---------- Dataset records ----------

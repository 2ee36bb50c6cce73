//! Candidate classifiers over sparse TF-IDF rows.
//!
//! Each algorithm is a variant of [`Model`]. The variant fixes how a
//! confidence score is derived ([`ScoreStrategy`]), so callers decide once,
//! when a model is selected or loaded, instead of probing on every request.
//!
//! Naive Bayes and logistic regression are fitted with `linfa`, which takes
//! dense records; rows are densified in batches where the estimator allows it.

mod linear_svm;
mod logistic;
mod naive_bayes;

pub use linear_svm::LinearSvc;
pub use logistic::LogisticModel;
pub use naive_bayes::BayesModel;

use std::ops::Range;

use ndarray::{Array1, Array2};
use serde::{Deserialize, Serialize};
use sprs::{CsMat, CsVecView};

use crate::dataset::Label;
use crate::error::{Error, Result};

/// How a prediction's confidence is reported.
#[derive(Debug, Clone, Copy, PartialEq, Eq)]
pub enum ScoreStrategy {
    /// Maximum class probability, in `[0, 1]`.
    Probability,
    /// Decision margin squashed through the logistic function into `(0, 1)`.
    /// This is a monotone confidence, not a calibrated probability.
    Margin,
    /// No score is reported.
    None,
}

/// The candidate algorithms, in selection order.
#[derive(Debug, Clone, Copy, PartialEq, Eq)]
pub enum ModelKind {
    NaiveBayes,
    Logistic,
    LinearSvm,
}

impl ModelKind {
    pub const ALL: [ModelKind; 3] = [ModelKind::NaiveBayes, ModelKind::Logistic, ModelKind::LinearSvm];

    pub fn name(&self) -> &'static str {
        match self {
            ModelKind::NaiveBayes => "MultinomialNB",
            ModelKind::Logistic => "LogisticRegression",
            ModelKind::LinearSvm => "LinearSVC",
        }
    }

    pub fn score_strategy(&self) -> ScoreStrategy {
        match self {
            ModelKind::NaiveBayes | ModelKind::Logistic => ScoreStrategy::Probability,
            ModelKind::LinearSvm => ScoreStrategy::Margin,
        }
    }

    /// Fits this algorithm with its default hyperparameters. The feature
    /// count is taken from the columns of `x`.
    pub fn fit(&self, x: &CsMat<f64>, y: &[Label], seed: u64) -> Result<Model> {
        check_training_set(x, y)?;
        let model = match self {
            ModelKind::NaiveBayes => Model::NaiveBayes(BayesModel::fit(x, y)?),
            ModelKind::Logistic => Model::Logistic(LogisticModel::fit(x, y)?),
            ModelKind::LinearSvm => Model::LinearSvm(LinearSvc::params().seed(seed).fit(x, y)),
        };
        Ok(model)
    }
}

/// A fitted candidate classifier.
#[derive(Debug, Clone, Serialize, Deserialize)]
pub enum Model {
    NaiveBayes(BayesModel),
    Logistic(LogisticModel),
    LinearSvm(LinearSvc),
}

impl Model {
    pub fn kind(&self) -> ModelKind {
        match self {
            Model::NaiveBayes(_) => ModelKind::NaiveBayes,
            Model::Logistic(_) => ModelKind::Logistic,
            Model::LinearSvm(_) => ModelKind::LinearSvm,
        }
    }

    pub fn name(&self) -> &'static str {
        self.kind().name()
    }

    pub fn score_strategy(&self) -> ScoreStrategy {
        self.kind().score_strategy()
    }

    /// Width of the rows the model was fitted on. Rows passed to the
    /// prediction methods must have this dimension.
    pub fn n_features(&self) -> usize {
        match self {
            Model::NaiveBayes(m) => m.n_features(),
            Model::Logistic(m) => m.n_features(),
            Model::LinearSvm(m) => m.n_features(),
        }
    }

    pub fn predict(&self, x: &CsVecView<'_, f64>) -> Label {
        match self {
            Model::NaiveBayes(m) => m.predict(x),
            Model::Logistic(m) => m.predict(x),
            Model::LinearSvm(m) => m.predict(x),
        }
    }

    pub fn predict_all(&self, xs: &CsMat<f64>) -> Vec<Label> {
        match self {
            Model::NaiveBayes(m) => m.predict_all(xs),
            _ => xs.outer_iterator().map(|x| self.predict(&x)).collect(),
        }
    }

    /// Class probabilities indexed as `[ham, spam]`, when the model has them.
    pub fn predict_proba(&self, x: &CsVecView<'_, f64>) -> Option<[f64; 2]> {
        match self {
            Model::NaiveBayes(m) => Some(m.predict_proba(x)),
            Model::Logistic(m) => Some(m.predict_proba(x)),
            Model::LinearSvm(_) => None,
        }
    }

    /// Signed distance from the separating hyperplane, positive towards spam.
    pub fn decision_function(&self, x: &CsVecView<'_, f64>) -> Option<f64> {
        match self {
            Model::NaiveBayes(_) => None,
            Model::Logistic(m) => Some(m.decision_function(x)),
            Model::LinearSvm(m) => Some(m.decision_function(x)),
        }
    }

    /// Confidence for `x` under the given strategy.
    pub fn score(&self, strategy: ScoreStrategy, x: &CsVecView<'_, f64>) -> Option<f64> {
        match strategy {
            ScoreStrategy::Probability => self
                .predict_proba(x)
                .map(|p| p.iter().copied().fold(f64::NEG_INFINITY, f64::max)),
            ScoreStrategy::Margin => self.decision_function(x).map(sigmoid),
            ScoreStrategy::None => None,
        }
    }
}

/// Numerically stable logistic function.
pub fn sigmoid(z: f64) -> f64 {
    if z >= 0.0 {
        1.0 / (1.0 + (-z).exp())
    } else {
        let e = z.exp();
        e / (1.0 + e)
    }
}

/// `+1` for spam, `-1` for ham.
pub(crate) fn sign(label: Label) -> f64 {
    if label.is_spam() { 1.0 } else { -1.0 }
}

/// `sum(x[j] * w[j])` over the stored entries of `x`.
pub(crate) fn sparse_dot(x: &CsVecView<'_, f64>, w: &Array1<f64>) -> f64 {
    x.iter().map(|(j, &v)| v * w[j]).sum()
}

/// Dense copy of `rows` of a CSR matrix.
pub(crate) fn dense_rows(x: &CsMat<f64>, rows: Range<usize>) -> Array2<f64> {
    let mut dense = Array2::zeros((rows.len(), x.cols()));
    for (r, i) in rows.enumerate() {
        if let Some(row) = x.outer_view(i) {
            for (j, &v) in row.iter() {
                dense[[r, j]] = v;
            }
        }
    }
    dense
}

/// A single sparse row as a `1 x dim` dense matrix.
pub(crate) fn dense_row(x: &CsVecView<'_, f64>) -> Array2<f64> {
    let mut dense = Array2::zeros((1, x.dim()));
    for (j, &v) in x.iter() {
        dense[[0, j]] = v;
    }
    dense
}

/// `0` for ham, `1` for spam, as used for `linfa` targets.
pub(crate) fn targets(y: &[Label]) -> Array1<usize> {
    y.iter().map(|label| label.index()).collect()
}

fn check_training_set(x: &CsMat<f64>, y: &[Label]) -> Result<()> {
    if !x.is_csr() {
        return Err(Error::Training("feature matrix must be in CSR layout".to_string()));
    }
    if x.rows() != y.len() {
        return Err(Error::Training(format!(
            "{} feature rows but {} labels",
            x.rows(),
            y.len()
        )));
    }
    for label in Label::ALL {
        if !y.contains(&label) {
            return Err(Error::Training(format!(
                "training split has no {label} rows; both classes are required"
            )));
        }
    }
    Ok(())
}

#[cfg(test)]
pub(crate) mod tests {
    use super::*;
    use crate::tfidf::stack_rows;
    use sprs::CsVec;

    pub(crate) fn row(indices: Vec<usize>, values: Vec<f64>) -> CsVec<f64> {
        CsVec::new(5, indices, values)
    }

    /// Two clearly separable clusters: feature 0/1 mark spam, 2/3 mark ham.
    pub(crate) fn toy_data() -> (CsMat<f64>, Vec<Label>) {
        let rows = vec![
            row(vec![0, 1], vec![0.8, 0.6]),
            row(vec![0], vec![1.0]),
            row(vec![1, 4], vec![0.9, 0.436]),
            row(vec![0, 1, 4], vec![0.6, 0.6, 0.529]),
            row(vec![2, 3], vec![0.6, 0.8]),
            row(vec![3], vec![1.0]),
            row(vec![2, 4], vec![0.9, 0.436]),
            row(vec![2, 3, 4], vec![0.6, 0.6, 0.529]),
        ];
        let y = vec![
            Label::Spam,
            Label::Spam,
            Label::Spam,
            Label::Spam,
            Label::Ham,
            Label::Ham,
            Label::Ham,
            Label::Ham,
        ];
        (stack_rows(&rows, 5), y)
    }

    #[test]
    fn test_every_kind_separates_toy_data() {
        let (x, y) = toy_data();
        for kind in ModelKind::ALL {
            let model = kind.fit(&x, &y, 42).unwrap();
            assert_eq!(model.kind(), kind);
            assert_eq!(model.n_features(), 5);
            assert_eq!(model.predict_all(&x), y, "{} misclassified", kind.name());
        }
    }

    #[test]
    fn test_score_strategies() {
        let (x, y) = toy_data();
        let spammy = row(vec![0, 1], vec![0.7, 0.7]);
        for kind in ModelKind::ALL {
            let model = kind.fit(&x, &y, 42).unwrap();
            let score = model.score(model.score_strategy(), &spammy.view()).unwrap();
            match model.score_strategy() {
                ScoreStrategy::Probability => assert!((0.5..=1.0).contains(&score)),
                ScoreStrategy::Margin => assert!(score > 0.5 && score < 1.0),
                ScoreStrategy::None => unreachable!(),
            }
            assert_eq!(model.score(ScoreStrategy::None, &spammy.view()), None);
        }
    }

    #[test]
    fn test_single_class_is_rejected() {
        let (x, _) = toy_data();
        let y = vec![Label::Ham; x.rows()];
        for kind in ModelKind::ALL {
            assert!(matches!(kind.fit(&x, &y, 42), Err(Error::Training(_))));
        }
    }

    #[test]
    fn test_label_count_must_match_rows() {
        let (x, mut y) = toy_data();
        y.pop();
        assert!(matches!(ModelKind::NaiveBayes.fit(&x, &y, 42), Err(Error::Training(_))));
    }

    #[test]
    fn test_dense_helpers_match_sparse_rows() {
        let (x, _) = toy_data();
        let dense = dense_rows(&x, 2..4);
        assert_eq!(dense.dim(), (2, 5));
        assert_eq!(dense[[0, 1]], 0.9);
        assert_eq!(dense[[0, 4]], 0.436);
        assert_eq!(dense[[1, 0]], 0.6);
        assert_eq!(dense[[1, 2]], 0.0);

        let first = x.outer_view(0).unwrap();
        let single = dense_row(&first);
        assert_eq!(single.row(0).to_vec(), vec![0.8, 0.6, 0.0, 0.0, 0.0]);
        assert_eq!(sparse_dot(&first, &Array1::from(vec![1.0, 2.0, 3.0, 4.0, 5.0])), 2.0);
    }

    #[test]
    fn test_sigmoid_bounds() {
        assert_eq!(sigmoid(0.0), 0.5);
        assert!(sigmoid(800.0) <= 1.0);
        assert!(sigmoid(-800.0) >= 0.0);
        assert!(sigmoid(5.0) > 0.99 && sigmoid(5.0) < 1.0);
    }
}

----------

**What is being asked:** Lines with "over": return each one from the data above.

**Task solution:**
//! Candidate classifiers over sparse TF-IDF rows.
/// `sum(x[j] * w[j])` over the stored entries of `x`.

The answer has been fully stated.